-- PROVIDED RECORDS --
===============

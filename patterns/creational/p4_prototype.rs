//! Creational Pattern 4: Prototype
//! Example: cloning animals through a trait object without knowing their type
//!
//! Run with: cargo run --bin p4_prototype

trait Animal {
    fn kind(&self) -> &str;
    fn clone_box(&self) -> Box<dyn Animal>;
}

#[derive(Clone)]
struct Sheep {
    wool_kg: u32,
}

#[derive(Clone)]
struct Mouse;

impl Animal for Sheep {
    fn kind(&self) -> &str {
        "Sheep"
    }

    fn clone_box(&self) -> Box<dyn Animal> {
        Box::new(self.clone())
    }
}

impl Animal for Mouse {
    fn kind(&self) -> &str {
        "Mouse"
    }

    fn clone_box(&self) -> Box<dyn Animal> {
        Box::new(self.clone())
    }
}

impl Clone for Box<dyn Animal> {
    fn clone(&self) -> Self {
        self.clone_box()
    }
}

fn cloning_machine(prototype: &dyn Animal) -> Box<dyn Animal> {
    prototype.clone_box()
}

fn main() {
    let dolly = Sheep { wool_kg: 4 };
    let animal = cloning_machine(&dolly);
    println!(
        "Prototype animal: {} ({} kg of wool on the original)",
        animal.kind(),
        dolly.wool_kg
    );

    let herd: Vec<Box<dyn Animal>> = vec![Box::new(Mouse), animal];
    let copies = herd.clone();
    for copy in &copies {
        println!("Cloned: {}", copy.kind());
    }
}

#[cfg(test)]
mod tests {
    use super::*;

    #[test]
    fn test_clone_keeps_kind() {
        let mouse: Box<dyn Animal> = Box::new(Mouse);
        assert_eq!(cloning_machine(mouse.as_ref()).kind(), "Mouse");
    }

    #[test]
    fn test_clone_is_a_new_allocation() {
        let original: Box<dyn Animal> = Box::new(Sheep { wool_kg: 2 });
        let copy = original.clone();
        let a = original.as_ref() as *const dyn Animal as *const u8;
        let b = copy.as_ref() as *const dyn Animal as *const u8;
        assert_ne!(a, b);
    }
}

===============

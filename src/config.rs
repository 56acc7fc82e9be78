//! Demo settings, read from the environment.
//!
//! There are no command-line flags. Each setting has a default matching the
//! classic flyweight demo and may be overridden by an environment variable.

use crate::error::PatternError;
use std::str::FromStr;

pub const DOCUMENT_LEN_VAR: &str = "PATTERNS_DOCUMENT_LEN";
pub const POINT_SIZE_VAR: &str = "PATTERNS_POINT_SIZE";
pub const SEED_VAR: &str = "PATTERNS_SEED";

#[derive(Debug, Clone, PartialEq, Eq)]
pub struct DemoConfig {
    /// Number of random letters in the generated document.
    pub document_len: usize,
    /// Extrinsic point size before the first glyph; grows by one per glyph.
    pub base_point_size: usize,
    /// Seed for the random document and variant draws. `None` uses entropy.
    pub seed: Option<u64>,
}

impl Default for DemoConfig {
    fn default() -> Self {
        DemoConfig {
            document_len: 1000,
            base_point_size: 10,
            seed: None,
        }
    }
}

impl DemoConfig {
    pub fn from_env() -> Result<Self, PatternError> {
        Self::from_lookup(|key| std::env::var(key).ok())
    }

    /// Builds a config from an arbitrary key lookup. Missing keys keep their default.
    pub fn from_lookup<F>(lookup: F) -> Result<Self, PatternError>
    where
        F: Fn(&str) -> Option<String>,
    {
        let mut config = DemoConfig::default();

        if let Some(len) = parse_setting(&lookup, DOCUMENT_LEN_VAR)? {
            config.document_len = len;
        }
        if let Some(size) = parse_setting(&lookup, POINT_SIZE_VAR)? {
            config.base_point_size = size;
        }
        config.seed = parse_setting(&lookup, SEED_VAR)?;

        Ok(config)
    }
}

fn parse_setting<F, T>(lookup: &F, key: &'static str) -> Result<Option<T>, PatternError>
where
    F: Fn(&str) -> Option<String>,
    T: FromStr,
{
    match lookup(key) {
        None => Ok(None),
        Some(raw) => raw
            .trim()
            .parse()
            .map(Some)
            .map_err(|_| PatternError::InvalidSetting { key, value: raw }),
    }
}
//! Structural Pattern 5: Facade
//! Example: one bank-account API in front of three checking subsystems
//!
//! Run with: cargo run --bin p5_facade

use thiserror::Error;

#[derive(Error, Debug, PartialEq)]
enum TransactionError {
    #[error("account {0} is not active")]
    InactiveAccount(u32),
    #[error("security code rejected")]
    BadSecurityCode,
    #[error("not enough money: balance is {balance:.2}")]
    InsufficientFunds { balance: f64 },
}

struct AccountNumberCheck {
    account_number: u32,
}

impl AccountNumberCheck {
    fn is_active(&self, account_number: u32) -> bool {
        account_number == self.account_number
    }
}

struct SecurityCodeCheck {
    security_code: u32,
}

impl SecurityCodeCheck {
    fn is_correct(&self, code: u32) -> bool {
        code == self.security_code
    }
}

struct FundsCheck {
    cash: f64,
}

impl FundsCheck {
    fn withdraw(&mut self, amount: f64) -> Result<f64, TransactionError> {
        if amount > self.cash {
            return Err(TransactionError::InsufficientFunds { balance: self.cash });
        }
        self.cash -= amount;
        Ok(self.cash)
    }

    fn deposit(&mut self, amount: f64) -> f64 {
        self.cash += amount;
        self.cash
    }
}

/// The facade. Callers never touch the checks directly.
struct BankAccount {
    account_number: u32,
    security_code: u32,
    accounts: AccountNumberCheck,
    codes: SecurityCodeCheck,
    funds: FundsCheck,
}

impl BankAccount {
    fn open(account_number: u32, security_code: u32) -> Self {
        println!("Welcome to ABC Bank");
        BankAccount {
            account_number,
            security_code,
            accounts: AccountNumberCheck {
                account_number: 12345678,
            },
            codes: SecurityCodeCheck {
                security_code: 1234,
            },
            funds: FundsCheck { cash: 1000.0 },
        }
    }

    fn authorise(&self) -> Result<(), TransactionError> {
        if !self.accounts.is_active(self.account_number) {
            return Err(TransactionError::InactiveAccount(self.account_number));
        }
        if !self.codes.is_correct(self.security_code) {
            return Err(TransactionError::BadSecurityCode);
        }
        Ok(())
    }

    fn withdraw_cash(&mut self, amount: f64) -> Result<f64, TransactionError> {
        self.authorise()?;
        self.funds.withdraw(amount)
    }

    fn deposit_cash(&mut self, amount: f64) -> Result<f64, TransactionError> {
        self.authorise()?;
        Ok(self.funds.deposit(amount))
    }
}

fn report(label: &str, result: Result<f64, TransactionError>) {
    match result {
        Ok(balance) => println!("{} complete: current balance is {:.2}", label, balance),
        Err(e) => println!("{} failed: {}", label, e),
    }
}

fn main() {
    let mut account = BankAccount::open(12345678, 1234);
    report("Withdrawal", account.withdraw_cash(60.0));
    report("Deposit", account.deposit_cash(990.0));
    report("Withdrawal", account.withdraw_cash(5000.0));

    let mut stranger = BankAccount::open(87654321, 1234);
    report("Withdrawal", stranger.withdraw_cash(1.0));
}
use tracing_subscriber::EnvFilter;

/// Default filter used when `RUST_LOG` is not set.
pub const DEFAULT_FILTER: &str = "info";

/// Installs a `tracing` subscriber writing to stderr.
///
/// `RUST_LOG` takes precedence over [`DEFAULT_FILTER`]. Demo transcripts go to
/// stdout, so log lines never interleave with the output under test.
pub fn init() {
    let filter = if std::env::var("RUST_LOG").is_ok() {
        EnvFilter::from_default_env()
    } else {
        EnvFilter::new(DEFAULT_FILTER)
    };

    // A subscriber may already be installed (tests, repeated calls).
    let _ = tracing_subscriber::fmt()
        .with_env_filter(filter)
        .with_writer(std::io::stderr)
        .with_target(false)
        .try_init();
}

===============

-- EXERCISE OBJECTIVE --
Each line in the listing where the word "trait" is found is to be copied.

-- YOUR RESPONSE --
//! Example: cloning animals through a trait object without knowing their type
trait Animal {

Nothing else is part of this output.